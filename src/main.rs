use std::path::{Path, PathBuf};

use clap::{Args, Parser, Subcommand};
use rand::rngs::StdRng;
use rand::SeedableRng;
use tracing_subscriber::{layer::SubscriberExt, util::SubscriberInitExt};

use daub::io;
use raster_core::{dither, filter, paint, quant, resample, RasterImage};

#[derive(Parser)]
#[command(name = "daub")]
#[command(about = "Classic raster transforms: quantize, dither, filter, resample, paint")]
struct Cli {
    #[command(subcommand)]
    command: Commands,
}

/// Input and output paths shared by every operation.
#[derive(Args)]
struct IoArgs {
    /// Source image file
    input: PathBuf,

    /// Destination image file (format from extension)
    output: PathBuf,
}

/// Random-source control for stochastic operations.
#[derive(Args)]
struct SeedArg {
    /// Fixed seed for reproducible output; omit for a fresh seed per run
    #[arg(long)]
    seed: Option<u64>,
}

impl SeedArg {
    fn rng(&self) -> StdRng {
        match self.seed {
            Some(seed) => StdRng::seed_from_u64(seed),
            None => StdRng::from_entropy(),
        }
    }
}

#[derive(Subcommand)]
enum Commands {
    /// Convert to grayscale
    Grayscale(IoArgs),
    /// Uniform quantization to 3/3/2 bits per channel
    QuantUniform(IoArgs),
    /// Populosity quantization to the 256 most frequent colors
    QuantPop(IoArgs),
    /// Fixed mid-point threshold dither
    DitherThreshold(IoArgs),
    /// Random-perturbation threshold dither
    DitherRandom {
        #[command(flatten)]
        io: IoArgs,
        #[command(flatten)]
        seed: SeedArg,
    },
    /// Per-channel brightness-preserving threshold dither
    DitherBright(IoArgs),
    /// Ordered clustered-dot dither (4x4 matrix)
    DitherCluster(IoArgs),
    /// Floyd-Steinberg dither to 1-bit grayscale
    DitherFs(IoArgs),
    /// Floyd-Steinberg dither to 3/3/2-bit color
    DitherColor(IoArgs),
    /// 5x5 box blur
    FilterBox(IoArgs),
    /// 5x5 Bartlett blur
    FilterBartlett(IoArgs),
    /// 5x5 Gaussian blur
    FilterGauss(IoArgs),
    /// NxN binomial Gaussian blur
    FilterGaussN {
        #[command(flatten)]
        io: IoArgs,
        /// Kernel size (odd, >= 3)
        #[arg(short = 'n', long)]
        size: usize,
    },
    /// Edge detection (high-pass, mid-gray biased)
    FilterEdge(IoArgs),
    /// Detail enhancement (edge response added back)
    FilterEnhance(IoArgs),
    /// Painterly rendering with layered brush strokes
    NprPaint {
        #[command(flatten)]
        io: IoArgs,
        #[command(flatten)]
        seed: SeedArg,
    },
    /// Downsample to half dimensions
    Half(IoArgs),
    /// Upsample to double dimensions
    Double(IoArgs),
    /// Upscale by an arbitrary factor (>= 1.0)
    Scale {
        #[command(flatten)]
        io: IoArgs,
        /// Scale factor
        factor: f32,
    },
    /// Rotate clockwise about the origin
    Rotate {
        #[command(flatten)]
        io: IoArgs,
        /// Angle in degrees
        degrees: f32,
    },
    /// Per-channel absolute difference of two images
    Diff {
        /// Source image file
        input: PathBuf,
        /// Image to compare against (must match dimensions)
        other: PathBuf,
        /// Destination image file
        output: PathBuf,
    },
}

fn main() -> anyhow::Result<()> {
    tracing_subscriber::registry()
        .with(
            tracing_subscriber::EnvFilter::try_from_default_env()
                .unwrap_or_else(|_| "daub=info".into()),
        )
        .with(tracing_subscriber::fmt::layer().without_time())
        .init();

    let cli = Cli::parse();
    match cli.command {
        Commands::Grayscale(io) => run_in_place(&io, |img| img.to_grayscale()),
        Commands::QuantUniform(io) => run_in_place(&io, quant::quantize_uniform),
        Commands::QuantPop(io) => run_in_place(&io, quant::quantize_populosity),
        Commands::DitherThreshold(io) => run_in_place(&io, dither::threshold),
        Commands::DitherRandom { io, seed } => {
            let mut rng = seed.rng();
            run_in_place(&io, |img| dither::random(img, &mut rng))
        }
        Commands::DitherBright(io) => run_in_place(&io, dither::brightness_preserving),
        Commands::DitherCluster(io) => run_in_place(&io, dither::ordered_cluster),
        Commands::DitherFs(io) => run_in_place(&io, |img| {
            dither::floyd_steinberg(img, dither::DitherMode::Grayscale)
        }),
        Commands::DitherColor(io) => run_in_place(&io, |img| {
            dither::floyd_steinberg(img, dither::DitherMode::Color)
        }),
        Commands::FilterBox(io) => run_filter(&io, filter::Kernel::box_blur()),
        Commands::FilterBartlett(io) => run_filter(&io, filter::Kernel::bartlett()),
        Commands::FilterGauss(io) => run_filter(&io, filter::Kernel::gaussian()),
        Commands::FilterGaussN { io, size } => run_filter(&io, filter::Kernel::gaussian_n(size)?),
        Commands::FilterEdge(io) => run_filter(&io, filter::Kernel::edge_detect()),
        Commands::FilterEnhance(io) => run_filter(&io, filter::Kernel::enhance()),
        Commands::NprPaint { io, seed } => {
            let mut rng = seed.rng();
            run_in_place(&io, |img| paint::painterly(img, &mut rng))
        }
        Commands::Half(io) => run_resample(&io, resample::half_size),
        Commands::Double(io) => run_resample(&io, resample::double_size),
        Commands::Scale { io, factor } => run_resample(&io, |img| resample::resize(img, factor)),
        Commands::Rotate { io, degrees } => {
            run_resample(&io, |img| resample::rotate(img, degrees))
        }
        Commands::Diff {
            input,
            other,
            output,
        } => run_diff(&input, &other, &output),
    }
}

/// Load, apply an in-place transform, save.
fn run_in_place(io: &IoArgs, op: impl FnOnce(&mut RasterImage)) -> anyhow::Result<()> {
    let mut image = io::load(&io.input)?;
    tracing::info!(
        input = %io.input.display(),
        width = image.width(),
        height = image.height(),
        "loaded"
    );
    op(&mut image);
    io::save(image, &io.output)?;
    tracing::info!(output = %io.output.display(), "saved");
    Ok(())
}

fn run_filter(io: &IoArgs, kernel: filter::Kernel) -> anyhow::Result<()> {
    run_in_place(io, |img| filter::convolve(img, &kernel))
}

/// Load, apply a dimension-changing transform, save the new image.
fn run_resample(
    io: &IoArgs,
    op: impl FnOnce(&RasterImage) -> Result<RasterImage, raster_core::RasterError>,
) -> anyhow::Result<()> {
    let image = io::load(&io.input)?;
    let out = op(&image)?;
    tracing::info!(
        width = out.width(),
        height = out.height(),
        "resampled"
    );
    io::save(out, &io.output)?;
    Ok(())
}

fn run_diff(input: &Path, other: &Path, output: &Path) -> anyhow::Result<()> {
    let mut left = io::load(input)?;
    let right = io::load(other)?;
    left.difference(&right)?;
    io::save(left, output)?;
    Ok(())
}
//! Serpentine Floyd-Steinberg error diffusion.

use crate::image::{ChannelPlanes, RasterImage};

/// Diffusion weights for a left-to-right scan, as (dx, dy, weight/16).
/// Mirrored in dx on right-to-left rows.
const DIFFUSION: [(i64, i64, f32); 4] = [
    (1, 0, 7.0 / 16.0),
    (-1, 1, 3.0 / 16.0),
    (0, 1, 5.0 / 16.0),
    (1, 1, 1.0 / 16.0),
];

/// Target bit depth for error diffusion.
#[derive(Debug, Clone, Copy, PartialEq, Eq)]
pub enum DitherMode {
    /// Convert to grayscale first, then diffuse to 1 bit per channel.
    Grayscale,
    /// Diffuse each channel independently to 3/3/2 bits.
    Color,
}

impl DitherMode {
    /// Number of quantization levels per channel, minus one.
    fn level_steps(self) -> [f32; 3] {
        match self {
            DitherMode::Grayscale => [1.0, 1.0, 1.0],
            DitherMode::Color => [7.0, 7.0, 3.0],
        }
    }
}

/// Floyd-Steinberg dithering with a serpentine scan.
///
/// Rows alternate direction: even rows run left to right, odd rows right to
/// left with the diffusion pattern mirrored horizontally. Each channel value
/// snaps to its nearest quantization level and the residual is distributed
/// to the four unvisited neighbors; error falling outside the image is
/// discarded. Alpha is untouched.
pub fn floyd_steinberg(image: &mut RasterImage, mode: DitherMode) {
    if mode == DitherMode::Grayscale {
        image.to_grayscale();
    }
    let steps = mode.level_steps();

    let mut planes = ChannelPlanes::from_image(image);
    let width = planes.width() as i64;
    let height = planes.height() as i64;

    for y in 0..height {
        let rightward = y % 2 == 0;
        for step in 0..width {
            let x = if rightward { step } else { width - 1 - step };

            for c in 0..3 {
                let old = planes.get(x as usize, y as usize, c);
                let new = quantize_level(old, steps[c]);
                planes.set(x as usize, y as usize, c, new);
                let error = old - new;

                for &(dx, dy, weight) in &DIFFUSION {
                    let effective_dx = if rightward { dx } else { -dx };
                    let nx = x + effective_dx;
                    let ny = y + dy;
                    if nx >= 0 && nx < width && ny >= 0 && ny < height {
                        planes.add(nx as usize, ny as usize, c, error * weight);
                    }
                }
            }
        }
    }

    planes.write_back(image);
}

/// Snap a [0, 1] sample to the nearest of `steps + 1` evenly spaced levels.
#[inline]
fn quantize_level(value: f32, steps: f32) -> f32 {
    (value.clamp(0.0, 1.0) * steps).round() / steps
}
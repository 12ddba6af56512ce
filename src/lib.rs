//! Daub: file-level front end for the raster-core transforms.
//!
//! The binary in `main.rs` provides the CLI; this library exposes the I/O
//! layer so integration tests can load and save images the same way the
//! binary does.

pub mod io;
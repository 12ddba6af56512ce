//! Image representation: the owned RGBA buffer, the transient float staging
//! buffer used by filters, and the crate's error taxonomy.

mod buffer;
mod error;
mod planes;

pub use buffer::{RasterImage, BYTES_PER_PIXEL};
pub use error::RasterError;
pub use planes::ChannelPlanes;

Task:
Exactly repeat the lines running from the top of the listing to the line bearing "seed per run", both of those lines included, and only them.

Completed task:
filename src/main.rs
use std::path::{Path, PathBuf};

use clap::{Args, Parser, Subcommand};
use rand::rngs::StdRng;
use rand::SeedableRng;
use tracing_subscriber::{layer::SubscriberExt, util::SubscriberInitExt};

use daub::io;
use raster_core::{dither, filter, paint, quant, resample, RasterImage};

#[derive(Parser)]
#[command(name = "daub")]
#[command(about = "Classic raster transforms: quantize, dither, filter, resample, paint")]
struct Cli {
    #[command(subcommand)]
    command: Commands,
}

/// Input and output paths shared by every operation.
#[derive(Args)]
struct IoArgs {
    /// Source image file
    input: PathBuf,

    /// Destination image file (format from extension)
    output: PathBuf,
}

/// Random-source control for stochastic operations.
#[derive(Args)]
struct SeedArg {
    /// Fixed seed for reproducible output; omit for a fresh seed per run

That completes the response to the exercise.